Heat olive oil in a large Dutch oven over medium-high heat. Sprinkle chuck roast with salt, pepper & flour. Add roast to pan; cook 5 minutes, turning to brown on all sides. Add onions, red wine, thyme, rosemary, garlic, broth, and bay leaf to pan. Cover pan and bake at 300° for 2 hours or until the roast is almost tender.

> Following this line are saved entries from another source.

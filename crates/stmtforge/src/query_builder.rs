//! Append-only SQL text accumulator.
//!
//! Every token written to a [`QueryBuilder`] is followed by one space, so
//! clauses compose without separator bookkeeping; [`QueryBuilder::get_string`]
//! trims the trailing space. Identifiers are quoted and parameters named with
//! the [`DbSetting`] passed to the field-aware helpers.
//!
//! ```ignore
//! let setting = DbSetting::sql_server();
//! let mut qb = QueryBuilder::new();
//! qb.select()
//!     .fields_from(&fields, &setting)
//!     .from()
//!     .table_name_from("Person", &setting)
//!     .end();
//! assert_eq!(qb.get_string(), "SELECT [Id], [Name] FROM [Person] ;");
//! ```
//!
//! A builder is `&mut`-borrowed for the whole of one compilation and must not
//! be shared between concurrent compilations.

use crate::field::{Field, OrderField};
use crate::ident;
use crate::query_group::QueryGroup;
use crate::setting::DbSetting;

/// Mutable SQL text buffer with fluent clause helpers.
#[derive(Debug, Clone, Default)]
#[must_use]
pub struct QueryBuilder {
    text: String,
}

impl QueryBuilder {
    pub fn new() -> Self {
        Self::default()
    }

    /// Drop everything written so far.
    pub fn clear(&mut self) -> &mut Self {
        self.text.clear();
        self
    }

    pub fn is_empty(&self) -> bool {
        self.text.is_empty()
    }

    /// The accumulated text without the trailing space.
    pub fn get_string(&self) -> String {
        self.text.trim_end().to_string()
    }

    /// Append a raw token followed by a space. Empty text is ignored.
    pub fn write_text(&mut self, text: &str) -> &mut Self {
        if text.is_empty() {
            return self;
        }
        self.text.push_str(text);
        self.text.push(' ');
        self
    }

    /// Append a quoted identifier.
    pub fn write_quoted(&mut self, name: &str, setting: &DbSetting) -> &mut Self {
        let quoted = ident::quote(name, setting);
        self.write_text(&quoted)
    }

    // ==================== Keywords ====================

    pub fn select(&mut self) -> &mut Self {
        self.write_text("SELECT")
    }

    pub fn from(&mut self) -> &mut Self {
        self.write_text("FROM")
    }

    pub fn insert(&mut self) -> &mut Self {
        self.write_text("INSERT")
    }

    pub fn into_(&mut self) -> &mut Self {
        self.write_text("INTO")
    }

    pub fn values(&mut self) -> &mut Self {
        self.write_text("VALUES")
    }

    pub fn update(&mut self) -> &mut Self {
        self.write_text("UPDATE")
    }

    pub fn set(&mut self) -> &mut Self {
        self.write_text("SET")
    }

    pub fn delete(&mut self) -> &mut Self {
        self.write_text("DELETE")
    }

    pub fn truncate(&mut self) -> &mut Self {
        self.write_text("TRUNCATE")
    }

    pub fn table(&mut self) -> &mut Self {
        self.write_text("TABLE")
    }

    pub fn with(&mut self) -> &mut Self {
        self.write_text("WITH")
    }

    pub fn as_(&mut self) -> &mut Self {
        self.write_text("AS")
    }

    /// `AS <quoted-alias>`
    pub fn as_alias(&mut self, alias: &str, setting: &DbSetting) -> &mut Self {
        self.as_().write_quoted(alias, setting)
    }

    pub fn row_number(&mut self) -> &mut Self {
        self.write_text("ROW_NUMBER()")
    }

    pub fn over(&mut self) -> &mut Self {
        self.write_text("OVER")
    }

    pub fn merge(&mut self) -> &mut Self {
        self.write_text("MERGE")
    }

    pub fn using(&mut self) -> &mut Self {
        self.write_text("USING")
    }

    pub fn on(&mut self) -> &mut Self {
        self.write_text("ON")
    }

    pub fn when(&mut self) -> &mut Self {
        self.write_text("WHEN")
    }

    pub fn not(&mut self) -> &mut Self {
        self.write_text("NOT")
    }

    pub fn matched(&mut self) -> &mut Self {
        self.write_text("MATCHED")
    }

    pub fn then(&mut self) -> &mut Self {
        self.write_text("THEN")
    }

    pub fn output(&mut self) -> &mut Self {
        self.write_text("OUTPUT")
    }

    pub fn returning(&mut self) -> &mut Self {
        self.write_text("RETURNING")
    }

    pub fn open_paren(&mut self) -> &mut Self {
        self.write_text("(")
    }

    pub fn close_paren(&mut self) -> &mut Self {
        self.write_text(")")
    }

    /// Statement terminator.
    pub fn end(&mut self) -> &mut Self {
        self.write_text(";")
    }

    /// `TOP (<rows>)`
    pub fn top(&mut self, rows: usize) -> &mut Self {
        self.write_text(&format!("TOP ({rows})"))
    }

    /// `LIMIT <rows>`
    pub fn limit(&mut self, rows: usize) -> &mut Self {
        self.write_text(&format!("LIMIT {rows}"))
    }

    /// `LIMIT <rows> OFFSET <offset>`
    pub fn limit_offset(&mut self, rows: usize, offset: usize) -> &mut Self {
        self.write_text(&format!("LIMIT {rows} OFFSET {offset}"))
    }

    // ==================== Field-aware helpers ====================

    /// The quoted table name.
    pub fn table_name_from(&mut self, table_name: &str, setting: &DbSetting) -> &mut Self {
        self.write_quoted(table_name, setting)
    }

    /// Table hints, written verbatim when present.
    pub fn hints_from(&mut self, hints: Option<&str>) -> &mut Self {
        match hints.map(str::trim) {
            Some(hints) if !hints.is_empty() => self.write_text(hints),
            _ => self,
        }
    }

    /// `[A], [B], ...`
    pub fn fields_from(&mut self, fields: &[Field], setting: &DbSetting) -> &mut Self {
        let list = join(fields, |f| f.quoted(setting));
        self.write_text(&list)
    }

    /// `<alias>.[A], <alias>.[B], ...`
    pub fn aliased_fields_from(&mut self, fields: &[Field], alias: &str, setting: &DbSetting) -> &mut Self {
        let list = join(fields, |f| format!("{alias}.{}", f.quoted(setting)));
        self.write_text(&list)
    }

    /// `@A, @B, ...` with the batch index applied.
    pub fn parameters_from(&mut self, fields: &[Field], index: usize, setting: &DbSetting) -> &mut Self {
        let list = join(fields, |f| ident::parameter(f.name(), index, setting));
        self.write_text(&list)
    }

    /// `@A AS [A], @B AS [B], ...`
    pub fn parameters_as_fields_from(&mut self, fields: &[Field], index: usize, setting: &DbSetting) -> &mut Self {
        let list = join(fields, |f| {
            format!("{} AS {}", ident::parameter(f.name(), index, setting), f.quoted(setting))
        });
        self.write_text(&list)
    }

    /// `[A] = @A, [B] = @B, ...`
    pub fn fields_and_parameters_from(&mut self, fields: &[Field], index: usize, setting: &DbSetting) -> &mut Self {
        let list = join(fields, |f| {
            format!("{} = {}", f.quoted(setting), ident::parameter(f.name(), index, setting))
        });
        self.write_text(&list)
    }

    /// `<left>.[A] = <right>.[A], ...`
    pub fn fields_and_aliased_fields_from(
        &mut self,
        fields: &[Field],
        left_alias: &str,
        right_alias: &str,
        setting: &DbSetting,
    ) -> &mut Self {
        let list = join(fields, |f| {
            let quoted = f.quoted(setting);
            format!("{left_alias}.{quoted} = {right_alias}.{quoted}")
        });
        self.write_text(&list)
    }

    /// `WHERE <group>` unless the group is absent or empty.
    pub fn where_from(&mut self, group: Option<&QueryGroup>, index: usize, setting: &DbSetting) -> &mut Self {
        match group {
            Some(group) if !group.is_empty() => {
                let rendered = group.get_string(index, setting);
                self.write_text("WHERE").write_text(&rendered)
            }
            _ => self,
        }
    }

    /// `WHERE ([A] = @A AND [B] = @B)` built from equality on each field.
    pub fn where_from_fields(&mut self, fields: &[Field], index: usize, setting: &DbSetting) -> &mut Self {
        if fields.is_empty() {
            return self;
        }
        let parts = join_with(fields, " AND ", |f| {
            format!("{} = {}", f.quoted(setting), ident::parameter(f.name(), index, setting))
        });
        self.write_text("WHERE").write_text(&format!("({parts})"))
    }

    /// `ORDER BY [A] ASC, [B] DESC` unless `orders` is empty.
    pub fn order_by_from(&mut self, orders: &[OrderField], setting: &DbSetting) -> &mut Self {
        if orders.is_empty() {
            return self;
        }
        let list = join(orders, |o| o.get_string(setting));
        self.write_text("ORDER BY").write_text(&list)
    }
}

fn join<T>(items: &[T], render: impl Fn(&T) -> String) -> String {
    join_with(items, ", ", render)
}

fn join_with<T>(items: &[T], separator: &str, render: impl Fn(&T) -> String) -> String {
    items.iter().map(render).collect::<Vec<_>>().join(separator)
}
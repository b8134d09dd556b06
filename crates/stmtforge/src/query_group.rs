//! Boolean predicate trees.
//!
//! A [`QueryGroup`] joins an ordered list of [`QueryField`] leaves and nested
//! groups with one conjunction, optionally negated. Rendering is fully
//! parenthesized:
//!
//! ```ignore
//! let group = QueryGroup::and(vec![QueryField::eq("Id", 1)?, QueryField::gt("Age", 18)?])
//!     .with_group(QueryGroup::or(vec![
//!         QueryField::eq("Name", "a")?,
//!         QueryField::eq("Name", "b")?,
//!     ]));
//! assert_eq!(
//!     group.get_string(0, &DbSetting::sql_server()),
//!     "([Id] = @Id AND [Age] > @Age AND ([Name] = @Name OR [Name] = @Name_1))"
//! );
//! ```
//!
//! When one parameter stem occurs several times in a tree, later occurrences
//! are suffixed in traversal order (`@Name`, `@Name_1`, ...). The batch index
//! passed to [`QueryGroup::get_string`] is appended after that suffix.

use crate::bag;
use crate::error::{StmtError, StmtResult};
use crate::hash::{HashCache, hash_of};
use crate::ident;
use crate::query_field::{QueryField, QueryParameter};
use crate::setting::DbSetting;
use serde::{Deserialize, Serialize};
use std::collections::{HashMap, HashSet};
use std::fmt;
use std::hash::{Hash, Hasher};
use std::str::FromStr;

/// How the children of a group are joined.
#[derive(Debug, Clone, Copy, PartialEq, Eq, Hash, Default, Serialize, Deserialize)]
pub enum Conjunction {
    #[default]
    And,
    Or,
}

impl Conjunction {
    pub fn text(self) -> &'static str {
        match self {
            Conjunction::And => "AND",
            Conjunction::Or => "OR",
        }
    }
}

impl FromStr for Conjunction {
    type Err = StmtError;

    fn from_str(s: &str) -> StmtResult<Self> {
        match s.trim().to_ascii_lowercase().as_str() {
            "and" | "&&" => Ok(Conjunction::And),
            "or" | "||" => Ok(Conjunction::Or),
            other => Err(StmtError::invalid_operation(format!(
                "'{other}' is not a conjunction"
            ))),
        }
    }
}

impl fmt::Display for Conjunction {
    fn fmt(&self, f: &mut fmt::Formatter<'_>) -> fmt::Result {
        f.write_str(self.text())
    }
}

/// A child of a [`QueryGroup`].
#[derive(Debug, Clone, PartialEq, Eq)]
pub enum QueryItem {
    Field(QueryField),
    Group(QueryGroup),
}

impl QueryItem {
    fn shape_hash(&self) -> u64 {
        match self {
            QueryItem::Field(field) => hash_of(field),
            QueryItem::Group(group) => group.shape_hash(),
        }
    }
}

impl From<QueryField> for QueryItem {
    fn from(field: QueryField) -> Self {
        QueryItem::Field(field)
    }
}

impl From<QueryGroup> for QueryItem {
    fn from(group: QueryGroup) -> Self {
        QueryItem::Group(group)
    }
}

/// An ordered boolean combination of comparators and sub-groups.
#[derive(Debug, Clone, Default)]
pub struct QueryGroup {
    conjunction: Conjunction,
    negated: bool,
    items: Vec<QueryItem>,
    hash: HashCache,
}

/// Hands out de-duplicated parameter stems while a tree is walked.
#[derive(Default)]
struct ParameterNamer {
    issued: HashSet<String>,
    suffixes: HashMap<String, usize>,
}

impl ParameterNamer {
    fn next(&mut self, field: &QueryField, index: usize, setting: &DbSetting) -> String {
        let stem = field.parameter_stem(setting);
        let mut name = stem.clone();
        if self.issued.contains(&name) {
            // A suffixed name may already belong to a column such as `Id_1`.
            let suffix = self.suffixes.entry(stem.clone()).or_insert(0);
            loop {
                *suffix += 1;
                name = format!("{stem}_{suffix}");
                if !self.issued.contains(&name) {
                    break;
                }
            }
        }
        self.issued.insert(name.clone());
        ident::with_index(&name, index)
    }
}

impl QueryGroup {
    /// An empty group joined by `conjunction`.
    pub fn new(conjunction: Conjunction) -> Self {
        Self {
            conjunction,
            ..Self::default()
        }
    }

    /// `(f1 AND f2 AND ...)`
    pub fn and(fields: Vec<QueryField>) -> Self {
        Self::from_items(Conjunction::And, fields.into_iter().map(QueryItem::Field).collect())
    }

    /// `(f1 OR f2 OR ...)`
    pub fn or(fields: Vec<QueryField>) -> Self {
        Self::from_items(Conjunction::Or, fields.into_iter().map(QueryItem::Field).collect())
    }

    pub fn from_items(conjunction: Conjunction, items: Vec<QueryItem>) -> Self {
        Self {
            conjunction,
            negated: false,
            items,
            hash: HashCache::default(),
        }
    }

    /// AND of one `=` comparator per bag member.
    pub fn parse<T: Serialize + ?Sized>(bag: &T) -> StmtResult<Self> {
        Ok(Self::and(QueryField::parse(bag)?))
    }

    /// Toggle negation (`NOT (...)`).
    pub fn negate(mut self) -> Self {
        self.negated = !self.negated;
        self.hash = HashCache::default();
        self
    }

    pub fn with_field(mut self, field: QueryField) -> Self {
        self.items.push(QueryItem::Field(field));
        self.hash = HashCache::default();
        self
    }

    pub fn with_group(mut self, group: QueryGroup) -> Self {
        self.items.push(QueryItem::Group(group));
        self.hash = HashCache::default();
        self
    }

    pub fn conjunction(&self) -> Conjunction {
        self.conjunction
    }

    pub fn is_negated(&self) -> bool {
        self.negated
    }

    pub fn items(&self) -> &[QueryItem] {
        &self.items
    }

    pub(crate) fn into_items(self) -> Vec<QueryItem> {
        self.items
    }

    /// True when the tree holds no comparator at any depth.
    pub fn is_empty(&self) -> bool {
        self.items.iter().all(|item| match item {
            QueryItem::Field(_) => false,
            QueryItem::Group(group) => group.is_empty(),
        })
    }

    /// All leaves in traversal order.
    pub fn fields(&self) -> Vec<&QueryField> {
        let mut out = Vec::new();
        self.collect_fields(&mut out);
        out
    }

    fn collect_fields<'a>(&'a self, out: &mut Vec<&'a QueryField>) {
        for item in &self.items {
            match item {
                QueryItem::Field(field) => out.push(field),
                QueryItem::Group(group) => group.collect_fields(out),
            }
        }
    }

    /// Copy whose every leaf names its parameter `@_Name`.
    pub fn for_update(&self) -> Self {
        let items = self
            .items
            .iter()
            .map(|item| match item {
                QueryItem::Field(field) => QueryItem::Field(field.with_prepended_underscore()),
                QueryItem::Group(group) => QueryItem::Group(group.for_update()),
            })
            .collect();
        Self {
            conjunction: self.conjunction,
            negated: self.negated,
            items,
            hash: HashCache::default(),
        }
    }

    /// Render the parenthesized tree; an empty tree renders as `""`.
    pub fn get_string(&self, index: usize, setting: &DbSetting) -> String {
        self.render(&mut ParameterNamer::default(), index, setting)
    }

    fn render(&self, namer: &mut ParameterNamer, index: usize, setting: &DbSetting) -> String {
        let parts: Vec<String> = self
            .items
            .iter()
            .filter_map(|item| match item {
                QueryItem::Field(field) if field.is_literal() => Some(field.render_with("", setting)),
                QueryItem::Field(field) => {
                    let stem = namer.next(field, index, setting);
                    Some(field.render_with(&stem, setting))
                }
                QueryItem::Group(group) if group.is_empty() => None,
                QueryItem::Group(group) => Some(group.render(namer, index, setting)),
            })
            .collect();
        if parts.is_empty() {
            return String::new();
        }
        let separator = format!(" {} ", self.conjunction.text());
        let body = format!("({})", parts.join(&separator));
        if self.negated {
            format!("NOT {body}")
        } else {
            body
        }
    }

    /// Parameters named exactly as in [`get_string`](Self::get_string).
    pub fn parameters(&self, index: usize, setting: &DbSetting) -> Vec<QueryParameter> {
        let mut out = Vec::new();
        self.collect_parameters(&mut ParameterNamer::default(), index, setting, &mut out);
        out
    }

    fn collect_parameters(
        &self,
        namer: &mut ParameterNamer,
        index: usize,
        setting: &DbSetting,
        out: &mut Vec<QueryParameter>,
    ) {
        for item in &self.items {
            match item {
                QueryItem::Field(field) if field.is_literal() => {}
                QueryItem::Field(field) => {
                    let stem = namer.next(field, index, setting);
                    out.extend(field.parameters_with(&stem, setting));
                }
                QueryItem::Group(group) if group.is_empty() => {}
                QueryItem::Group(group) => group.collect_parameters(namer, index, setting, out),
            }
        }
    }

    fn shape_hash(&self) -> u64 {
        self.hash.get_or_compute(|| {
            let children: Vec<u64> = self.items.iter().map(QueryItem::shape_hash).collect();
            hash_of(&(self.conjunction, self.negated, children))
        })
    }
}

impl PartialEq for QueryGroup {
    fn eq(&self, other: &Self) -> bool {
        self.shape_hash() == other.shape_hash()
            && self.conjunction == other.conjunction
            && self.negated == other.negated
            && self.items == other.items
    }
}

impl Eq for QueryGroup {}

impl Hash for QueryGroup {
    fn hash<H: Hasher>(&self, state: &mut H) {
        state.write_u64(self.shape_hash());
    }
}

impl From<QueryField> for QueryGroup {
    fn from(field: QueryField) -> Self {
        QueryGroup::and(vec![field])
    }
}

impl From<Vec<QueryField>> for QueryGroup {
    fn from(fields: Vec<QueryField>) -> Self {
        QueryGroup::and(fields)
    }
}

#[cfg(test)]
mod tests {
    use super::*;
    use crate::value::Value;

    fn mssql() -> DbSetting {
        DbSetting::sql_server()
    }

    #[test]
    fn renders_nested_groups() {
        let group = QueryGroup::and(vec![
            QueryField::eq("Id", 1).unwrap(),
            QueryField::gt("Age", 18).unwrap(),
        ])
        .with_group(QueryGroup::or(vec![
            QueryField::eq("City", "A").unwrap(),
            QueryField::eq("Country", "B").unwrap(),
        ]));
        assert_eq!(
            group.get_string(0, &mssql()),
            "([Id] = @Id AND [Age] > @Age AND ([City] = @City OR [Country] = @Country))"
        );
    }

    #[test]
    fn negation_wraps_in_not() {
        let group = QueryGroup::from(QueryField::eq("Id", 1).unwrap()).negate();
        assert_eq!(group.get_string(0, &mssql()), "NOT ([Id] = @Id)");
        assert!(!group.clone().negate().is_negated());
    }

    #[test]
    fn empty_group_renders_nothing() {
        let group = QueryGroup::new(Conjunction::And).with_group(QueryGroup::new(Conjunction::Or));
        assert!(group.is_empty());
        assert_eq!(group.get_string(0, &mssql()), "");
    }

    #[test]
    fn empty_children_are_skipped() {
        let group = QueryGroup::from(QueryField::eq("Id", 1).unwrap())
            .with_group(QueryGroup::new(Conjunction::Or));
        assert_eq!(group.get_string(0, &mssql()), "([Id] = @Id)");
    }

    #[test]
    fn repeated_fields_get_distinct_parameters() {
        let group = QueryGroup::or(vec![
            QueryField::eq("Id", 1).unwrap(),
            QueryField::eq("Id", 2).unwrap(),
            QueryField::eq("Id", 3).unwrap(),
        ]);
        assert_eq!(group.get_string(0, &mssql()), "([Id] = @Id OR [Id] = @Id_1 OR [Id] = @Id_2)");

        let params = group.parameters(0, &mssql());
        let names: Vec<&str> = params.iter().map(|p| p.name.as_str()).collect();
        assert_eq!(names, ["@Id", "@Id_1", "@Id_2"]);
        assert_eq!(params[2].value, Value::Int(3));
    }

    #[test]
    fn suffixed_parameters_skip_existing_columns() {
        let group = QueryGroup::and(vec![
            QueryField::eq("Id_1", 10).unwrap(),
            QueryField::eq("Id", 1).unwrap(),
            QueryField::eq("Id", 2).unwrap(),
            QueryField::eq("Id_1", 11).unwrap(),
        ]);
        assert_eq!(
            group.get_string(0, &mssql()),
            "([Id_1] = @Id_1 AND [Id] = @Id AND [Id] = @Id_2 AND [Id_1] = @Id_1_1)"
        );

        let params = group.parameters(0, &mssql());
        let names: Vec<&str> = params.iter().map(|p| p.name.as_str()).collect();
        assert_eq!(names, ["@Id_1", "@Id", "@Id_2", "@Id_1_1"]);
        assert_eq!(params[2].value, Value::Int(2));
    }

    #[test]
    fn batch_index_follows_occurrence() {
        let group = QueryGroup::and(vec![
            QueryField::eq("Id", 1).unwrap(),
            QueryField::eq("Name", "x").unwrap(),
        ]);
        assert_eq!(group.get_string(2, &mssql()), "([Id] = @Id_2 AND [Name] = @Name_2)");
    }

    #[test]
    fn for_update_prefixes_every_leaf() {
        let group = QueryGroup::and(vec![QueryField::eq("Id", 1).unwrap()])
            .with_group(QueryGroup::or(vec![QueryField::eq("Code", "x").unwrap()]));
        assert_eq!(
            group.for_update().get_string(0, &mssql()),
            "([Id] = @_Id AND ([Code] = @_Code))"
        );
    }

    #[test]
    fn parse_bag_is_and_of_equals() {
        let group = QueryGroup::parse(&serde_json::json!({ "Name": "John", "Age": 30 })).unwrap();
        assert_eq!(group.conjunction(), Conjunction::And);
        assert_eq!(group.get_string(0, &mssql()), "([Name] = @Name AND [Age] = @Age)");
    }

    #[test]
    fn equality_is_structural_and_value_blind() {
        let a = QueryGroup::and(vec![QueryField::eq("Id", 1).unwrap()]);
        let b = QueryGroup::and(vec![QueryField::eq("Id", 2).unwrap()]);
        let c = QueryGroup::or(vec![QueryField::eq("Id", 1).unwrap()]);
        assert_eq!(a, b);
        assert_eq!(hash_of(&a), hash_of(&b));
        assert_ne!(a, c);
        assert_ne!(a, a.clone().negate());
    }

    #[test]
    fn child_order_matters() {
        let a = QueryGroup::and(vec![QueryField::eq("A", 1).unwrap(), QueryField::eq("B", 1).unwrap()]);
        let b = QueryGroup::and(vec![QueryField::eq("B", 1).unwrap(), QueryField::eq("A", 1).unwrap()]);
        assert_ne!(a, b);
    }

    #[test]
    fn literal_leaves_bind_nothing() {
        let group = QueryGroup::and(vec![
            QueryField::literal("[Deleted] = 0"),
            QueryField::eq("Id", 1).unwrap(),
        ]);
        assert_eq!(group.get_string(0, &mssql()), "([Deleted] = 0 AND [Id] = @Id)");
        assert_eq!(group.parameters(0, &mssql()).len(), 1);
    }
}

Add carrots and potatoes to pan. Cover and bake an additional 1 1/2 hours or until vegetables are tender. Remove bay leaf from pan; discard. Shred meat with 2 forks. Serve roast with vegetable mixture and cooking liquid. Garnish with parsley if desired.


Ready for the oven!


All done!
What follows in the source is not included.